▶ Work request
Among the entries below, count the lines that contain the word "protocol". Respond with the count only.

(Extracted material Opens)

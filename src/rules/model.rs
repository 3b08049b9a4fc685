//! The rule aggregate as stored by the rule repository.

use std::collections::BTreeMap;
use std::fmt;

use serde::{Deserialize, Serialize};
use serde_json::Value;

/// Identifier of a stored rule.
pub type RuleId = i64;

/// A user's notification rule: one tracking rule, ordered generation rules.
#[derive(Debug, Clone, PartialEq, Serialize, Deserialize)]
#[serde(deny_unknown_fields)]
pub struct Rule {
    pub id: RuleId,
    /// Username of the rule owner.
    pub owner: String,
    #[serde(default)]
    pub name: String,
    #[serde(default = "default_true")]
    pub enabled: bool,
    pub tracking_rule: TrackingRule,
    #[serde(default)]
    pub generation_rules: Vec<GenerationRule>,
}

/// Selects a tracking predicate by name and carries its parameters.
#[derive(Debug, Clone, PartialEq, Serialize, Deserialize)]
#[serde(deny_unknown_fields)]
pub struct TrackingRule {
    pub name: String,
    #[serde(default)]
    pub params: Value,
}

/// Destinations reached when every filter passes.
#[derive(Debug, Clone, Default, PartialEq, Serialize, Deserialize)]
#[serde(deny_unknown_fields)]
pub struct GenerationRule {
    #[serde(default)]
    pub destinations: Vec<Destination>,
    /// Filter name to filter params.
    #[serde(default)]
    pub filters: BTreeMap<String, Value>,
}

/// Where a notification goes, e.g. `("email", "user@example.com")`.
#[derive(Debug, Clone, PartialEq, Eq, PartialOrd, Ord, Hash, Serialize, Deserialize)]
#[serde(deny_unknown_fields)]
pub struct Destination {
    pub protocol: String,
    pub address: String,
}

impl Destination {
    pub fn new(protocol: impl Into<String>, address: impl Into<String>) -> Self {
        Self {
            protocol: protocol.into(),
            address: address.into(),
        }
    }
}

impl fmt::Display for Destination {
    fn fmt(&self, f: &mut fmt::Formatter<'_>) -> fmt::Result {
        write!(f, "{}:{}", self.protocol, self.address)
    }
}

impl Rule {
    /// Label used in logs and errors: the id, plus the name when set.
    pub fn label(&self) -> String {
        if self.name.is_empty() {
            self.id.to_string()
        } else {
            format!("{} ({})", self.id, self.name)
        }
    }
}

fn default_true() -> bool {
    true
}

(Extracted material Closes)

▶ Response
4